そして、文音の指示通りに部屋の奥、窓際中央に位置する部長席へと腰を下ろした。
「天才くん天才くん、もっとこう斜めを向いて偉そうにする感じで!」
「……こうか?」
何で偉そうにしなければならないんだとは思ったが、疲れているので大人しく言うことを聞くことにする。
「そーそー良い感じ良い感じ! じゃあ、行くよー……3、2、1――」
――カシャッ!
俺のベストポジションを待っていた文音は、二日前とほぼ同じアングルでシャッターを切る。
「どれどれ……お、おおお!?」
そして文音は今撮った写真を一人で確認すると、何やら大げさに驚いている。
「これは……バズりの気配がするよ、天才くん!」
見てはいないが、明らかに言いすぎだった。
「ふあー……あぁー、うんうん。するんじゃないかなー。するといいねー」
休みの間ずっと掃除をしていたことで文音にツッコむ気力も残されておらず、あくびをしながら適当に返事をする。
自分からやる気が出るかもといったビフォーアフターだが、もう正直そんなことはどうでもよくなっていて、とにかく今はいち早くベッドで寝たいということしか考えられない。
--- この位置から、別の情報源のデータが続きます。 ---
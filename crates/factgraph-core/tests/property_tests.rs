//! # Property-Based Tests
//!
//! These tests check the store's indexing invariants against a brute-force
//! scan over randomly generated triple sets.

use factgraph_core::{FactStore, QueryEngine, Triple, TriplePattern, validate};
use proptest::collection::vec;
use proptest::prelude::*;
use std::collections::BTreeSet;
use std::sync::Arc;

/// Small alphabet so generated triples collide often.
fn ident() -> impl Strategy<Value = String> {
    prop::sample::select(vec!["a", "A", "b", "B", "c", "x_1", "X_1", "q9"]).prop_map(String::from)
}

fn triple_set() -> impl Strategy<Value = Vec<(String, String, String)>> {
    vec((ident(), ident(), ident()), 0..40)
}

fn lower(s: &str) -> String {
    s.to_ascii_lowercase()
}

fn ids(triples: &[Arc<Triple>]) -> BTreeSet<String> {
    triples.iter().map(|t| lower(t.id())).collect()
}

proptest! {
    /// The grammar accepts exactly `[A-Za-z0-9_]+`.
    #[test]
    fn grammar_matches_character_class(token in "\\PC{0,12}") {
        let expected = !token.is_empty()
            && token.chars().all(|c| c.is_ascii_alphanumeric() || c == '_');
        prop_assert_eq!(validate(&token), expected);
    }

    /// Triple count equals the number of distinct case-folded triples.
    #[test]
    fn triple_count_is_distinct_count(triples in triple_set()) {
        let mut store = FactStore::new();
        for (s, p, o) in &triples {
            store.import_triple(s, p, o);
        }

        let distinct: BTreeSet<_> = triples
            .iter()
            .map(|(s, p, o)| (lower(s), lower(p), lower(o)))
            .collect();
        prop_assert_eq!(store.triple_count(), distinct.len());
    }

    /// Every indexed lookup agrees with a full scan, for every mask.
    #[test]
    fn index_agrees_with_scan(
        triples in triple_set(),
        probe in (ident(), ident(), ident()),
        bits in 0u8..8,
    ) {
        let mut store = FactStore::new();
        for (s, p, o) in &triples {
            store.import_triple(s, p, o);
        }

        let (s, p, o) = probe;
        let bind_s = bits & 0b100 != 0;
        let bind_p = bits & 0b010 != 0;
        let bind_o = bits & 0b001 != 0;
        let pattern = TriplePattern::new(
            bind_s.then(|| store.get_or_create_node(&s)),
            bind_p.then(|| store.get_or_create_predicate(&p)),
            bind_o.then(|| store.get_or_create_node(&o)),
        );

        let expected: BTreeSet<String> = store
            .triples()
            .filter(|t| !bind_s || lower(t.subject().as_str()) == lower(&s))
            .filter(|t| !bind_p || lower(t.predicate().as_str()) == lower(&p))
            .filter(|t| !bind_o || lower(t.object().as_str()) == lower(&o))
            .map(|t| lower(t.id()))
            .collect();

        let found = store.find_triple_pattern(&pattern).unwrap_or_default();
        prop_assert_eq!(found.len(), expected.len());
        prop_assert_eq!(ids(&found), expected);
    }

    /// Every imported triple answers its own fully bound query.
    #[test]
    fn imported_triples_round_trip(triples in triple_set()) {
        let mut store = FactStore::new();
        for (s, p, o) in &triples {
            store.import_triple(s, p, o);
        }

        for (s, p, o) in &triples {
            let out = QueryEngine::execute_query(&mut store, &format!("{s} {p} {o}."))
                .expect("query");
            prop_assert_eq!(out.triples().len(), 1);
        }
    }
}
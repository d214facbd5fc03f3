//! # Identifier Module
//!
//! Identifier grammar and case-insensitive keying.
//!
//! - Identifiers are one or more ASCII letters, digits, or underscore
//! - Identity is case-insensitive; the first-seen casing is what gets stored
//! - Keys are lowercased at the map boundary, never inside the values

use std::collections::BTreeMap;
use std::collections::btree_map::Entry;

/// Check a token against the identifier grammar `^[A-Za-z0-9_]+$`.
///
/// The empty string is rejected.
#[must_use]
pub fn validate(token: &str) -> bool {
    !token.is_empty()
        && token
            .bytes()
            .all(|b| b.is_ascii_alphanumeric() || b == b'_')
}

/// Normalize an identifier (or a key built from identifiers) for lookup.
#[must_use]
pub fn normalize(key: &str) -> String {
    key.to_ascii_lowercase()
}

// =============================================================================
// CASE-INSENSITIVE MAP
// =============================================================================

/// A `BTreeMap` keyed by lowercased strings.
///
/// Callers always pass the key as written; normalization happens here.
/// The value is expected to carry the original casing itself.
#[derive(Debug, Clone)]
pub struct CaseInsensitiveMap<V> {
    entries: BTreeMap<String, V>,
}

impl<V> Default for CaseInsensitiveMap<V> {
    fn default() -> Self {
        Self {
            entries: BTreeMap::new(),
        }
    }
}

impl<V> CaseInsensitiveMap<V> {
    /// Create an empty map.
    #[must_use]
    pub fn new() -> Self {
        Self::default()
    }

    /// Look up a value regardless of the key's casing.
    #[must_use]
    pub fn get(&self, key: &str) -> Option<&V> {
        self.entries.get(&normalize(key))
    }

    /// Return the value for `key`, inserting `make()` if absent.
    ///
    /// The boolean is `true` when a new entry was created.
    pub fn get_or_insert_with(&mut self, key: &str, make: impl FnOnce() -> V) -> (&V, bool) {
        match self.entries.entry(normalize(key)) {
            Entry::Occupied(entry) => (&*entry.into_mut(), false),
            Entry::Vacant(entry) => (&*entry.insert(make()), true),
        }
    }

    /// Number of entries.
    #[must_use]
    pub fn len(&self) -> usize {
        self.entries.len()
    }

    /// Whether the map is empty.
    #[must_use]
    pub fn is_empty(&self) -> bool {
        self.entries.is_empty()
    }

    /// Values in normalized-key order.
    pub fn values(&self) -> impl Iterator<Item = &V> {
        self.entries.values()
    }
}

// =============================================================================
// TESTS
// =============================================================================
「さて……これでやっと相談部としての準備が整ったね」
サクが満足そうに部屋を見回しながら言った。
「明日から楽しみだねー!」
文音も嬉しそうだ。
「そうだな……」
俺も嬉しさは当然あるが、若干複雑な気持ちでそう答える。
本来なら何もしないための部活動だったはずなのに、こんなに立派な部室を作ってしまったことで、これでは本当に相談者が来てしまうかもしれないなという懸念が生まれたのだ。
(まぁ……大丈夫か、俺だったら知らない奴に相談なんかしないし)
頭を振って、そんな思考を振り払う。
もう日も暮れてきたことだし、早く帰ろう。
「よし、それじゃあ今日は解散にしよう。明日からよろしくな、二人とも」
サクと文音に解散を告げて立ち上がる。
「おー!」
「はーい」
こうして、俺たちの部室掃除大作戦は幕を閉じた。
――翌日、ゴールデンウィークが明けた学校では「城才学園・相談部」が大きな話題の中心となる。
SNSにて、彼らがアップしたビフォーアフター画像が鬼バズりを果たしていたのだった。